[Book Review] The Elephant Catchers: Key lessons for breakthrough growth
Many startups, even those who take off to a brilliant start, falter in the big game and go out of business. It is key for entrepreneurs to understand what exactly it means to go beyond the ‘glass ceiling’ and scale up their organisation to succeed in the long run, argues Subroto Bagchi in his new book, The Elephant Catchers. This is the perfect book for entrepreneurs to read as they wrap up a long year, plan for the year ahead, and even draw up their own New Year resolutions (good luck!).
Subroto Bagchi is co-founder of MindTree and the author of a range of business books: MBA at 16, Zen Garden, The Professional Companion, Go Kiss the World, and The High-Performance Entrepreneur.
“Unlike an operation to catch rabbits, trapping an elephant calls for expertise over enthusiasm. Those who hunt rabbits are rarely able to rope in elephants,” Bagchi explains.
The book is full of delightful business metaphors such as these from the animal world: swans (companies who glide smoothly), paddling dogs (organisations furiously swimming in the water), loyal dogs (companies happy to please customers), independent cats (companies irreverent to their clients), grizzlies (sales people who only catch salmons the easy way), and skunks (bad client deals just for the sake of acquisition)!
There are six key components of organisational scale, explained in the course of 22 chapters. I have summarised these briefly in Table 1. The material is backed with examples from Mindtree’s own ups and downs, ranging from a failed bid to enter the smartphone business to its eventual IPO.
Table 1: Six components of scale
Typical challenges faced as a startup scales up are the loss of enthusiasm and cohesion in the nascent stages, the feeling of shared vision and intimacy, accessibility to all team members, and the flexible multi-tasking nature of work.

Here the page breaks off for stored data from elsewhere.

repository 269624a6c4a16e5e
pub mod api_entities;
pub mod app_state;
pub mod http_server;
pub mod openapi;
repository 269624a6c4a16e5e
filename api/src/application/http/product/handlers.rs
pub mod analyze_products;
pub mod compare_products;
pub mod delete_product;
pub mod get_product;
pub mod get_products;
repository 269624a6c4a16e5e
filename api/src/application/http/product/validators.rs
use serde::{Deserialize, Serialize};
use utoipa::ToSchema;
use validator::Validate;

use crate::application::http::server::api_entities::api_error::ApiError;

#[derive(Debug, Serialize, Deserialize, Validate, ToSchema)]
pub struct CompareProductsValidator {
    #[serde(rename = "productIds")]
    #[validate(length(min = 2, message = "At least 2 product IDs are required for comparison"))]
    pub product_ids: Vec<i32>,
}

pub fn parse_product_id(raw: &str) -> Result<i32, ApiError> {
    raw.trim()
        .parse::<i32>()
        .map_err(|_| ApiError::BadRequest("Invalid product ID".to_string()))
}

But the challenge is that the elephant-catcher mindset (which embraces scale, complexity, process and risk) may not sit well with the rabbit catcher mindset (based on simpler problems solvable with excitement and basic skills).
As the company grows, formulating a clear strategy becomes key; this should blend simplicity with action, and should be understandable across the board. This has been evinced outside the corporate sector as well – as Mahatma Gandhi did using the simple concepts of non-violence and non-cooperation in India’s freedom movement.
A big organisation depends on its board of directors as the “conscience keeper and the voice of reason and caution for leaders willing to listen,” Bagchi explains. Managers need intellectual honesty to deal with their board, and the board members need to invest time, energy and their networks to build the company.
Brand transformation includes an organisation’s capabilities, competencies, and culture – and spans customers, investors and employees. One chapter offers useful advice on dealing with consultants: speak to their reference clients, set expectations on both sides, be clear on payment terms, put knowledge capture processes and teams in place, and be willing to change.
The chapter on CSR is superb, and shows how Indian companies need to understand that CSR is not charity and is not divorced from the core values of the company. “CSR initiatives awaken the power of inclusion and volunteerism among employees, which rub off on the way they approach their work,” Bagchi explains.
CSR is about ‘being good,’ not just ‘doing good,’ as shown for example by the ‘go green’ initiatives of companies such as Starbucks (which has cultivated a pro-environment image via support of sustainable farming), Fuji Xerox (green copiers) and Toyota (green cars).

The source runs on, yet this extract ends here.